Most Americans work hard at their jobs and look forward to getting a paycheck at the end of a period but have little knowledge of the process by which their employers function. They simply work for the business and think of their own income as being the amount on the face of the check and many have no idea of what is or is not purchased with the amounts deducted from their gross pay. Few have any idea of how or whether their employers are paid. Now, as Congress ponders the end of the tax cuts that President Bush initiated early in his tenure, it is difficult to separate fact from fiction in the arguments for and against that are being presented, particularly in the area of “small business” vs. “corporations”.
The Democrats propose to keep the tax cuts for individuals earning less that $250,000 per year while letting those for people earning more to rise to help cover the expenses of salvaging the national economy. In return, the Republicans are pleading for all the tax cuts to remain in place for the sake of “small business”. They tell us that any increase on those with taxable income of a quarter-million dollars a year will “devastate small business and sacrifice jobs”. Don’t buy that malarkey! A little knowledge of business, bookkeeping, and ownership will help wade through all the “bogie-speak” and let us understand what is being considered.
First, the proposed figures would apply to the individual income. That lets out the corporatinos, whether large or small. It would apply only to privately-owned businesses such as a home-service company that does things like plumbing or appliance repair, some car-repair shops, construction companies, or mom-and-pop neighborhood stores.

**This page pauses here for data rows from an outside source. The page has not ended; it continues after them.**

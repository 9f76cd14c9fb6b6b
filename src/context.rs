//! Per-run state: working-file namespace, random seed and cancellation.

use crate::error::{ReelcutError, Result};
use std::path::{Path, PathBuf};
use tokio::sync::watch;

/// Signals cancellation to every context created from the same root.
#[derive(Debug, Clone)]
pub struct CancelHandle {
    tx: watch::Sender<bool>,
}

impl CancelHandle {
    pub fn cancel(&self) {
        let _ = self.tx.send(true);
    }
}

/// Everything a single pipeline run owns.
///
/// Each run (and each variation within a run) gets its own working
/// directory and seed, so concurrent runs never share temp files.
#[derive(Debug, Clone)]
pub struct RunContext {
    pub run_id: String,
    pub seed: u64,
    pub work_dir: PathBuf,
    pub keep_temp: bool,
    cancel: watch::Receiver<bool>,
}

impl RunContext {
    /// Create a fresh root context under `temp_dir`.
    pub fn new(temp_dir: &Path, seed: Option<u64>) -> (Self, CancelHandle) {
        let run_id = uuid::Uuid::new_v4().simple().to_string()[..8].to_string();
        let seed = seed.unwrap_or_else(rand::random);
        let (tx, rx) = watch::channel(false);

        let ctx = Self {
            work_dir: temp_dir.join(&run_id),
            run_id,
            seed,
            keep_temp: false,
            cancel: rx,
        };
        (ctx, CancelHandle { tx })
    }

    pub fn with_keep_temp(mut self, keep: bool) -> Self {
        self.keep_temp = keep;
        self
    }

    /// Derive an isolated child context for variation `index`.
    pub fn variation(&self, index: usize) -> Self {
        Self {
            run_id: format!("{}-v{}", self.run_id, index),
            seed: self.seed.wrapping_add(index as u64),
            work_dir: self.work_dir.join(format!("v{}", index)),
            keep_temp: self.keep_temp,
            cancel: self.cancel.clone(),
        }
    }

    /// Path of a working file inside this run's namespace.
    pub fn path(&self, name: &str) -> PathBuf {
        self.work_dir.join(name)
    }

    pub async fn prepare(&self) -> Result<()> {
        tokio::fs::create_dir_all(&self.work_dir).await?;
        Ok(())
    }

    pub fn is_cancelled(&self) -> bool {
        *self.cancel.borrow()
    }

    /// Fails with `Cancelled` once the run has been cancelled.
    pub fn ensure_active(&self) -> Result<()> {
        if self.is_cancelled() {
            Err(ReelcutError::Cancelled)
        } else {
            Ok(())
        }
    }

    /// Receiver for passing to long-running subprocess calls.
    pub fn cancel_signal(&self) -> watch::Receiver<bool> {
        self.cancel.clone()
    }

    /// Remove the working directory unless temp files are kept.
    pub async fn cleanup(&self) {
        if self.keep_temp {
            tracing::debug!(dir = %self.work_dir.display(), "Keeping working directory");
            return;
        }
        if let Err(e) = tokio::fs::remove_dir_all(&self.work_dir).await {
            if e.kind() != std::io::ErrorKind::NotFound {
                tracing::warn!(dir = %self.work_dir.display(), "Failed to clean up: {}", e);
            }
        }
    }
}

And the figure applies only to taxable income. That is the amount that the boss has left over after he has paid all the employees, matched their Social Security deductions, paid whatever contribution is necessary for the unemployment insurance, the insurance on the business facility and the equipment, the cost of any materials used or sold in the business, the repairs and utilities necessary to keep that equipment running, (the “cost of doing business), and any taxes, licenses, etc. that may be imposed on the business by the city, county, or state.
In determining the “taxable income” of the owner, first the gross is computed. This is the total amount collected from the goods or services by the business. In a business that is at all successful, that could be a staggering number! But then, so is the total number of the expenses which must be subtracted from it in order to determine the net profit or loss from the business. If one person owns the business, this will be their taxable income. If more than one person owns the business, that figure must be divided between them. In most cases, it will be a whole lot less than a quarter-million!
This knowledge, while simplified, may give one a better understanding of the issue at hand. It does not completely apply in the case of a corporation, beyond the basics, but they are taxed under an entirely different system involving things like “shares”, “reinvestment”, and other esoteric terms that are not necessary in a discussion of “small business”.
Why are the right-wing loud-mouths trying to scare you to death about the fair and necessary tax increase on the investor-class to whom George W. Bush handed the keys to the national treasury? Because they are the ones who do not want to pay their fair share! I hope the debate makes more sense once you truly understand the subject that is being discussed. As currently planned, the same bill that will increase the tax burden on the really-well-off will also carry an extension of the cuts for the low-income and a reduction for the middle class. That is you, so get out there and support it! When opponents strut around like pretentious hens, crying “Cut! Cut! Cut! Barack!”, you will know that they are full of “Cockle-Doo-Doo, too!” It is trite but true that the reason we must “tax the rich” is because the poor have no money.
This writer is eighty years old and has spent a half century working with handicapped and deprived people and advocating on their behalf while caring for her own working-class family. She spends her “Sunset Years” in writing and struggling with The System.